Stored data entries:
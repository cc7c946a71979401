//! Non-blocking render loop.

use std::sync::mpsc::{Receiver, SyncSender, TryRecvError, TrySendError};
use std::thread::JoinHandle;

use super::{GeneratedImage, GenerationRequest};
use crate::canvas::Canvas;
use crate::codec::Bitmap;
use crate::error::{Result, SandboxError};

/// Display surface the canvas is presented to every frame.
pub trait Surface {
    /// Show the current canvas.
    fn present(&mut self, canvas: &Bitmap);
}

/// What happened during one tick.
#[derive(Debug, Clone, Copy, Default, PartialEq, Eq)]
pub struct FrameReport {
    /// Origin of the image composited this frame, if one arrived
    pub composited: Option<(u32, u32)>,
    /// Position requested this frame, if the request slot was free
    pub requested: Option<u64>,
}

/// Frame-driven half of the pipeline. Owns the persistent canvas.
pub struct RenderLoop {
    canvas: Canvas,
    requests: SyncSender<GenerationRequest>,
    results: Receiver<GeneratedImage>,
    next_position: u64,
    worker: Option<JoinHandle<Result<()>>>,
}

impl RenderLoop {
    pub(super) fn new(
        canvas: Canvas,
        requests: SyncSender<GenerationRequest>,
        results: Receiver<GeneratedImage>,
        worker: JoinHandle<Result<()>>,
    ) -> Self {
        Self {
            canvas,
            requests,
            results,
            next_position: 0,
            worker: Some(worker),
        }
    }

    /// Run one frame: composite a finished image if there is one, request the
    /// next image if the worker is idle, then present the canvas.
    ///
    /// Never waits on the worker. Returns the worker's error once it has
    /// stopped.
    pub fn tick(&mut self, surface: &mut dyn Surface) -> Result<FrameReport> {
        let mut report = FrameReport::default();

        match self.results.try_recv() {
            Ok(image) => {
                self.canvas.composite(&image.bitmap, image.x, image.y);
                tracing::trace!(position = image.position, x = image.x, y = image.y, "composited");
                report.composited = Some((image.x, image.y));
            }
            Err(TryRecvError::Empty) => {}
            Err(TryRecvError::Disconnected) => return Err(self.worker_failure()),
        }

        let request = GenerationRequest {
            position: self.next_position,
        };
        match self.requests.try_send(request) {
            Ok(()) => {
                report.requested = Some(self.next_position);
                self.next_position += 1;
            }
            // Worker still busy
            Err(TrySendError::Full(_)) => {}
            Err(TrySendError::Disconnected(_)) => return Err(self.worker_failure()),
        }

        surface.present(self.canvas.bitmap());
        Ok(report)
    }

    /// The persistent canvas.
    pub fn canvas(&self) -> &Canvas {
        &self.canvas
    }

    /// Position the next request will carry.
    pub fn next_position(&self) -> u64 {
        self.next_position
    }

    /// Collect the reason the worker stopped. Only called once a channel has
    /// disconnected, so the worker thread is already returning.
    fn worker_failure(&mut self) -> SandboxError {
        let Some(handle) = self.worker.take() else {
            return SandboxError::WorkerStopped("worker failure already reported".to_string());
        };
        match handle.join() {
            Ok(Err(e)) => e,
            Ok(Ok(())) => SandboxError::WorkerStopped("worker exited without an error".to_string()),
            Err(panic) => {
                let message = panic
                    .downcast_ref::<&str>()
                    .map(|s| s.to_string())
                    .or_else(|| panic.downcast_ref::<String>().cloned())
                    .unwrap_or_else(|| "unknown panic".to_string());
                SandboxError::WorkerStopped(format!("panicked: {}", message))
            }
        }
    }
}
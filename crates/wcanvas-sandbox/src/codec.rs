//! PNG wire format shared by guest and host.
//!
//! The guest encodes 8-bit RGBA PNG; the host decodes whatever PNG it gets
//! and normalizes to straight-alpha RGBA8.

use image::{codecs::png::PngEncoder, ExtendedColorType, ImageEncoder, ImageFormat, RgbaImage};

use crate::error::{Result, SandboxError};

/// An owned RGBA8 image with straight (non-premultiplied) alpha.
pub type Bitmap = RgbaImage;

/// Decode PNG bytes into a bitmap.
pub fn decode_png(bytes: &[u8]) -> Result<Bitmap> {
    let image = image::load_from_memory_with_format(bytes, ImageFormat::Png)
        .map_err(|e| SandboxError::Decode(e.to_string()))?;
    Ok(image.into_rgba8())
}

/// Encode a bitmap as 8-bit RGBA PNG.
pub fn encode_png(bitmap: &Bitmap) -> Result<Vec<u8>> {
    let mut out = Vec::new();
    PngEncoder::new(&mut out)
        .write_image(
            bitmap.as_raw(),
            bitmap.width(),
            bitmap.height(),
            ExtendedColorType::Rgba8,
        )
        .map_err(|e| SandboxError::Encode(e.to_string()))?;
    Ok(out)
}

#[cfg(test)]
mod tests {
    use super::*;
    use image::Rgba;

    /// Filled disc with hard edges and a fixed color.
    fn disc(size: u32, color: [u8; 3]) -> Bitmap {
        let r = size as f32 / 2.0;
        RgbaImage::from_fn(size, size, |x, y| {
            let dx = x as f32 + 0.5 - r;
            let dy = y as f32 + 0.5 - r;
            if dx * dx + dy * dy <= r * r {
                Rgba([color[0], color[1], color[2], 255])
            } else {
                Rgba([0, 0, 0, 0])
            }
        })
    }

    #[test]
    fn test_png_round_trip_keeps_dimensions() {
        let drawn = disc(30, [200, 40, 90]);
        let bytes = encode_png(&drawn).unwrap();
        assert_eq!(&bytes[..8], b"\x89PNG\r\n\x1a\n");

        let decoded = decode_png(&bytes).unwrap();
        assert_eq!(decoded.dimensions(), (30, 30));
        assert_eq!(decoded, drawn);
        assert_eq!(decoded.get_pixel(15, 15).0, [200, 40, 90, 255]);
        assert_eq!(decoded.get_pixel(0, 0).0, [0, 0, 0, 0]);
    }

    #[test]
    fn test_decode_rejects_garbage() {
        let err = decode_png(b"definitely not a png").unwrap_err();
        assert!(matches!(err, SandboxError::Decode(_)));
    }

    #[test]
    fn test_decode_rejects_truncated_png() {
        let bytes = encode_png(&disc(30, [1, 2, 3])).unwrap();
        let err = decode_png(&bytes[..bytes.len() / 2]).unwrap_err();
        assert!(matches!(err, SandboxError::Decode(_)));
    }
}
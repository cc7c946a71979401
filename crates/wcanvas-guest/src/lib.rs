//! Circle generator that runs inside the wcanvas sandbox.
//!
//! Each call draws a filled circle in a random color on a 30x30 transparent
//! canvas and PNG-encodes it into guest memory. The host finds the bytes in
//! one of two ways:
//!
//! - `generate_packed() -> i64`: location packed as `(offset << 32) | length`.
//!   The buffer stays alive until the next call replaces it.
//! - `generate()` then `buffer_address()` / `buffer_length()`: the image is
//!   written into a fixed-capacity buffer owned by this instance.
//!
//! Build with `cargo build --release --target wasm32-wasip1`.

use std::cell::RefCell;
use std::time::{SystemTime, UNIX_EPOCH};

use image::codecs::png::PngEncoder;
use image::{ExtendedColorType, ImageEncoder, Rgba, RgbaImage};
use rand::rngs::SmallRng;
use rand::{Rng, SeedableRng};

/// Canvas width and height in pixels.
const SIZE: u32 = 30;
const CENTER: f32 = 15.0;
const RADIUS: f32 = 15.0;
/// Samples per axis when estimating edge coverage.
const SUBSAMPLES: u32 = 4;
/// Fixed buffer capacity. A 30x30 RGBA PNG is far smaller even uncompressed.
const BUFFER_CAPACITY: usize = 16 * 1024;

struct Generator {
    rng: SmallRng,
    /// Last image handed out by `generate_packed`
    packed: Vec<u8>,
    fixed: Box<[u8; BUFFER_CAPACITY]>,
    fixed_len: usize,
}

impl Generator {
    fn new() -> Self {
        Self {
            rng: SmallRng::seed_from_u64(clock_seed()),
            packed: Vec::new(),
            fixed: Box::new([0; BUFFER_CAPACITY]),
            fixed_len: 0,
        }
    }

    fn render(&mut self) -> Vec<u8> {
        let color = [self.rng.gen::<u8>(), self.rng.gen::<u8>(), self.rng.gen::<u8>()];
        encode(&draw_circle(color))
    }
}

thread_local! {
    static GENERATOR: RefCell<Generator> = RefCell::new(Generator::new());
}

fn clock_seed() -> u64 {
    SystemTime::now()
        .duration_since(UNIX_EPOCH)
        .map(|d| d.as_nanos() as u64)
        .unwrap_or(0x5eed)
}

/// Fraction of the pixel at `(x, y)` covered by the circle.
fn coverage(x: u32, y: u32) -> f32 {
    let step = 1.0 / SUBSAMPLES as f32;
    let mut inside = 0;
    for j in 0..SUBSAMPLES {
        for i in 0..SUBSAMPLES {
            let dx = x as f32 + (i as f32 + 0.5) * step - CENTER;
            let dy = y as f32 + (j as f32 + 0.5) * step - CENTER;
            if dx * dx + dy * dy <= RADIUS * RADIUS {
                inside += 1;
            }
        }
    }
    inside as f32 / (SUBSAMPLES * SUBSAMPLES) as f32
}

fn draw_circle(color: [u8; 3]) -> RgbaImage {
    RgbaImage::from_fn(SIZE, SIZE, |x, y| {
        let alpha = (coverage(x, y) * 255.0).round() as u8;
        Rgba([color[0], color[1], color[2], alpha])
    })
}

/// Encode failure traps the instance; the host cannot recover it.
fn encode(image: &RgbaImage) -> Vec<u8> {
    let mut out = Vec::new();
    PngEncoder::new(&mut out)
        .write_image(image.as_raw(), SIZE, SIZE, ExtendedColorType::Rgba8)
        .expect("PNG encoding failed");
    out
}

/// Draw a new circle and return its location as `(offset << 32) | length`.
///
/// The buffer is owned by the guest and valid until the next call.
#[no_mangle]
pub extern "C" fn generate_packed() -> u64 {
    GENERATOR.with(|generator| {
        let mut generator = generator.borrow_mut();
        generator.packed = generator.render();
        let ptr = generator.packed.as_ptr() as usize as u64;
        (ptr << 32) | generator.packed.len() as u64
    })
}

/// Draw a new circle into the fixed buffer.
#[no_mangle]
pub extern "C" fn generate() {
    GENERATOR.with(|generator| {
        let mut generator = generator.borrow_mut();
        let png = generator.render();
        assert!(
            png.len() <= BUFFER_CAPACITY,
            "encoded image is {} bytes, buffer holds {}",
            png.len(),
            BUFFER_CAPACITY
        );
        generator.fixed[..png.len()].copy_from_slice(&png);
        generator.fixed_len = png.len();
    })
}

/// Address of the fixed buffer in linear memory.
#[no_mangle]
pub extern "C" fn buffer_address() -> u32 {
    GENERATOR.with(|generator| generator.borrow().fixed.as_ptr() as usize as u32)
}

/// Number of valid bytes in the fixed buffer.
#[no_mangle]
pub extern "C" fn buffer_length() -> u32 {
    GENERATOR.with(|generator| generator.borrow().fixed_len as u32)
}
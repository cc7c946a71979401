//! WASM runtime implementation using wasmtime.
//!
//! Uses wasmtime-wasi preview1 for the guest's runtime-support imports.

use super::buffer::BufferHandle;
use super::config::{WasiCapabilities, WasmConfig};
use crate::error::{Result, SandboxError};

use std::path::Path;
use std::time::Instant;

use wasmtime::*;

/// Host state for the WASM store, containing WASI preview1 context.
pub(crate) struct WasmHostState {
    preview1: wasmtime_wasi::preview1::WasiP1Ctx,
    limits: StoreLimits,
}

impl WasmHostState {
    /// Get the preview1 context.
    fn preview1(&mut self) -> &mut wasmtime_wasi::preview1::WasiP1Ctx {
        &mut self.preview1
    }
}

/// A WebAssembly sandbox that compiles and instantiates guest modules.
pub struct WasmSandbox {
    engine: Engine,
    config: WasmConfig,
}

/// A compiled WebAssembly module.
pub struct WasmModule {
    module: Module,
    name: String,
}

/// An instantiated WebAssembly module ready for execution.
///
/// Owns its store, instance and linear memory handle for its whole lifetime;
/// all three are dropped together.
pub struct WasmInstance {
    store: Store<WasmHostState>,
    instance: Instance,
    memory: Memory,
    name: String,
    fuel_limit: Option<u64>,
}

/// Result of a WASM function call with timing information.
#[derive(Debug, Clone)]
pub struct WasmCallResult<T> {
    /// The return value
    pub value: T,
    /// Execution time in microseconds
    pub execution_time_us: u64,
    /// Fuel consumed (if fuel metering enabled)
    pub fuel_consumed: Option<u64>,
}

impl WasmSandbox {
    /// Create a new WASM sandbox with the given configuration.
    pub fn new(config: WasmConfig) -> Result<Self> {
        let mut engine_config = Config::new();

        engine_config.cranelift_opt_level(match config.optimization_level {
            0 => OptLevel::None,
            1 | 2 => OptLevel::Speed,
            _ => OptLevel::SpeedAndSize,
        });

        engine_config.wasm_simd(config.enable_simd);

        if config.fuel_limit.is_some() {
            engine_config.consume_fuel(true);
        }

        if let Some(ref cache_path) = config.cache_path {
            if let Err(e) = engine_config.cache_config_load(cache_path) {
                tracing::warn!("Failed to load cache config: {}", e);
            }
        }

        let engine = Engine::new(&engine_config)
            .map_err(|e| SandboxError::Instantiation(format!("engine creation failed: {}", e)))?;

        Ok(Self { engine, config })
    }

    /// Load a WASM module from a file.
    pub fn load_module(&self, path: impl AsRef<Path>) -> Result<WasmModule> {
        let path = path.as_ref();
        let name = path
            .file_stem()
            .and_then(|s| s.to_str())
            .unwrap_or("unknown")
            .to_string();

        let module = Module::from_file(&self.engine, path)
            .map_err(|e| SandboxError::Instantiation(format!("module load failed: {}", e)))?;

        Ok(WasmModule { module, name })
    }

    /// Load a WASM module from bytes (binary or WAT text).
    pub fn load_module_bytes(&self, name: &str, bytes: &[u8]) -> Result<WasmModule> {
        let module = Module::new(&self.engine, bytes)
            .map_err(|e| SandboxError::Instantiation(format!("module creation failed: {}", e)))?;

        Ok(WasmModule {
            module,
            name: name.to_string(),
        })
    }

    /// Instantiate a module with WASI context.
    ///
    /// If the module is a WASI reactor (exports `_initialize`), the
    /// initializer runs before the instance is handed back.
    pub fn instantiate(&self, module: &WasmModule) -> Result<WasmInstance> {
        let host_state = self.build_host_state(&self.config.capabilities);
        let mut store = Store::new(&self.engine, host_state);

        store.limiter(|state| &mut state.limits);

        // The guest does no I/O, but its runtime imports WASI for clocks and aborts
        let mut linker: Linker<WasmHostState> = Linker::new(&self.engine);
        wasmtime_wasi::preview1::add_to_linker_sync(&mut linker, |state| state.preview1())
            .map_err(|e| SandboxError::Instantiation(format!("WASI link failed: {}", e)))?;

        let instance = linker
            .instantiate(&mut store, &module.module)
            .map_err(|e| SandboxError::Instantiation(format!("instantiation failed: {}", e)))?;

        let memory = instance
            .get_memory(&mut store, "memory")
            .ok_or_else(|| SandboxError::MissingExport("memory".to_string()))?;

        let mut wasm_instance = WasmInstance {
            store,
            instance,
            memory,
            name: module.name.clone(),
            fuel_limit: self.config.fuel_limit,
        };

        if module.exports_function("_initialize") {
            wasm_instance
                .call_void("_initialize")
                .map_err(|e| SandboxError::Instantiation(format!("reactor initialization failed: {}", e)))?;
        }

        tracing::info!(
            module = %wasm_instance.name,
            memory_bytes = wasm_instance.memory_size(),
            "guest instantiated"
        );

        Ok(wasm_instance)
    }

    /// Build host state from capabilities.
    fn build_host_state(&self, caps: &WasiCapabilities) -> WasmHostState {
        let mut builder = wasmtime_wasi::WasiCtxBuilder::new();

        if caps.stdout {
            builder.inherit_stdout();
        }
        if caps.stderr {
            builder.inherit_stderr();
        }

        let preview1 = builder.build_p1();

        let limits = StoreLimitsBuilder::new()
            .memory_size(self.config.max_memory)
            .build();

        WasmHostState { preview1, limits }
    }
}

impl WasmModule {
    /// Get the module name.
    pub fn name(&self) -> &str {
        &self.name
    }

    /// Get exported function names.
    pub fn exports(&self) -> impl Iterator<Item = &str> {
        self.module.exports().filter_map(|e| {
            if matches!(e.ty(), ExternType::Func(_)) {
                Some(e.name())
            } else {
                None
            }
        })
    }

    /// Whether the module exports a function with this name.
    pub fn exports_function(&self, name: &str) -> bool {
        self.exports().any(|export| export == name)
    }
}

impl WasmInstance {
    /// Get the module name this instance was created from.
    pub fn name(&self) -> &str {
        &self.name
    }

    /// Call a function that takes no arguments and returns nothing.
    pub fn call_void(&mut self, name: &str) -> Result<WasmCallResult<()>> {
        self.call_typed::<()>(name)
    }

    /// Call a function that takes no arguments and returns an i32.
    pub fn call_i32(&mut self, name: &str) -> Result<WasmCallResult<i32>> {
        self.call_typed::<i32>(name)
    }

    /// Call a function that takes no arguments and returns an i64.
    pub fn call_i64(&mut self, name: &str) -> Result<WasmCallResult<i64>> {
        self.call_typed::<i64>(name)
    }

    fn call_typed<R>(&mut self, name: &str) -> Result<WasmCallResult<R>>
    where
        R: WasmResults,
    {
        let func = self.get_typed_func::<(), R>(name)?;

        // Each call gets the full budget
        if let Some(limit) = self.fuel_limit {
            self.store.set_fuel(limit).map_err(|e| SandboxError::Trap {
                function: name.to_string(),
                message: format!("fuel refill failed: {:#}", e),
            })?;
        }

        let start = Instant::now();

        let value = func.call(&mut self.store, ()).map_err(|e| SandboxError::Trap {
            function: name.to_string(),
            message: format!("{:#}", e),
        })?;

        let fuel_consumed = match self.fuel_limit {
            Some(limit) => self.store.get_fuel().ok().map(|left| limit.saturating_sub(left)),
            None => None,
        };

        Ok(WasmCallResult {
            value,
            execution_time_us: start.elapsed().as_micros() as u64,
            fuel_consumed,
        })
    }

    /// Get a typed function from the instance.
    fn get_typed_func<P, R>(&mut self, name: &str) -> Result<TypedFunc<P, R>>
    where
        P: WasmParams,
        R: WasmResults,
    {
        self.instance
            .get_typed_func::<P, R>(&mut self.store, name)
            .map_err(|e| SandboxError::MissingExport(format!("function '{}': {}", name, e)))
    }

    /// Current size of linear memory in bytes.
    pub fn memory_size(&self) -> usize {
        self.memory.data_size(&self.store)
    }

    /// Copy the bytes a handle describes out of linear memory.
    ///
    /// The whole range is checked against the current memory size first; an
    /// out-of-range handle fails without copying anything.
    pub fn copy_out(&self, handle: BufferHandle) -> Result<Vec<u8>> {
        let data = self.memory.data(&self.store);
        let range = handle.checked_range(data.len())?;
        Ok(data[range].to_vec())
    }

    /// Fuel left over from the last call (if fuel metering enabled).
    pub fn remaining_fuel(&self) -> Option<u64> {
        self.store.get_fuel().ok()
    }
}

■ **Problem requirements**: Once you have found every line above holding the word "start", copy those lines.

■ **Task result**:
        let start = Instant::now();
            execution_time_us: start.elapsed().as_micros() as u64,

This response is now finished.